Die gab es heute mittag. An jedem Steg zu ernten, in Weissweinsud mit Knobi, Tomate, Zwiebel und co. Not too bad!


----------



## 2911hecht (11. März 2015)

*AW: Miesmuschel- Wildernte*

Ich seh hier aber keine Miesmuscheln.


----------



## warenandi (11. März 2015)

*AW: Miesmuschel- Wildernte*

Hab ich auch gerne gegessen.
Bis auf letztes Jahr. Haben wieder Wild geerntet und alles schön zubereitet und habe mir trotzdem ne satte Lebervergiftung durch die Muscheln geholt. Also, für mich gibt es die nur noch aus dem TK...


----------



## Meerjungfrauman (11. März 2015)

*AW: Miesmuschel- Wildernte*



warenandi schrieb:


> Hab ich auch gerne gegessen.
> Bis auf letztes Jahr. Haben wieder Wild geerntet und alles schön zubereitet und habe mir trotzdem ne satte Lebervergiftung durch die Muscheln geholt. Also, für mich gibt es die nur noch aus dem TK...

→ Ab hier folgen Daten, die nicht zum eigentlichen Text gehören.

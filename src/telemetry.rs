//! Logging initialisation
//!
//! The library itself only emits `tracing` events. Binaries and tests that
//! embed the cache call [`init_logging`] once to install a subscriber.

use crate::error::{Error, Result};
use tracing::Level;
use tracing_subscriber::{fmt, prelude::*, EnvFilter};

/// Parse a level name, falling back to `info`
pub fn parse_level(level: &str) -> Level {
    match level.to_lowercase().as_str() {
        "trace" => Level::TRACE,
        "debug" => Level::DEBUG,
        "info" => Level::INFO,
        "warn" => Level::WARN,
        "error" => Level::ERROR,
        _ => Level::INFO,
    }
}

/// Install a global subscriber with an `EnvFilter` and a plain or JSON layer
///
/// `RUST_LOG` directives are honoured on top of `level`. Returns
/// `Error::Internal` when a global subscriber is already set.
pub fn init_logging(level: &str, json: bool) -> Result<()> {
    let filter = EnvFilter::from_default_env().add_directive(parse_level(level).into());

    let installed = if json {
        tracing_subscriber::registry()
            .with(filter)
            .with(fmt::layer().json())
            .try_init()
    } else {
        tracing_subscriber::registry()
            .with(filter)
            .with(fmt::layer().with_target(true))
            .try_init()
    };

    installed.map_err(|e| Error::Internal(format!("logging already initialised: {}", e)))
}

#[cfg(test)]
mod tests {
    use super::*;

    #[test]
    fn test_parse_level() {
        assert_eq!(parse_level("DEBUG"), Level::DEBUG);
        assert_eq!(parse_level("warn"), Level::WARN);
        assert_eq!(parse_level("verbose"), Level::INFO);
    }

    #[test]
    fn test_second_init_is_rejected() {
        // Other tests may have installed a subscriber first
        let _ = init_logging("debug", false);
        assert!(init_logging("info", true).is_err());
    }
}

Darf man halt nur zu gewissen Jahreszeiten Essen


----------



## exstralsunder (12. März 2015)

*AW: Miesmuschel- Wildernte*



Meerjungfrauman schrieb:


> Darf man halt nur zu gewissen Jahreszeiten Essen


 
 Genau: von Oktember bis Septober!

 Nee ist ein alter Hut. Und völlig überholt.
 Allenfalls im Sommer sollte man die Finger von Miesmuscheln lassen.
 Grund: durch zu warmes Wasser, kann es eine Algenblüte geben. Da Muscheln das Wasser filtern, setzen sich die Algen in den Muscheln ab. Die sind dann zwar nicht giftg...schmecken nur nicht.
 Ansonsten: Muscheln wie Fisch immer gut kühlen und dann kann man die auch jederzeit essen.


----------



## sebwu (12. März 2015)

*AW: Miesmuschel- Wildernte*

herrliches halbwissen.
http://www.welt.de/gesundheit/article3110280/Das-Boese-in-der-Muschel-entschluesselt.html

grade als ex-stralsunder sollte man wissen was fürn spass cyanobakerien sind...

guten hunger, sebwu


----------



## exstralsunder (13. März 2015)

*AW: Miesmuschel- Wildernte*

ist alles wie immer: "kann" und "würde"
 Ich hab- als ich noch auf Rügen gewohnt habe- genug Muscheln gegessen. Auch im Juli und August. Ich erfreue mich immer noch bester Gesundheit.
 Wenn die Algenblüte richtig losgeht, geht freiwillig niemand in die grüne Pampe. Erst recht nicht um Muscheln zu ernten. Hier sollte einem der gesunde Menschenverstand sagen: nö-ist nicht!


----------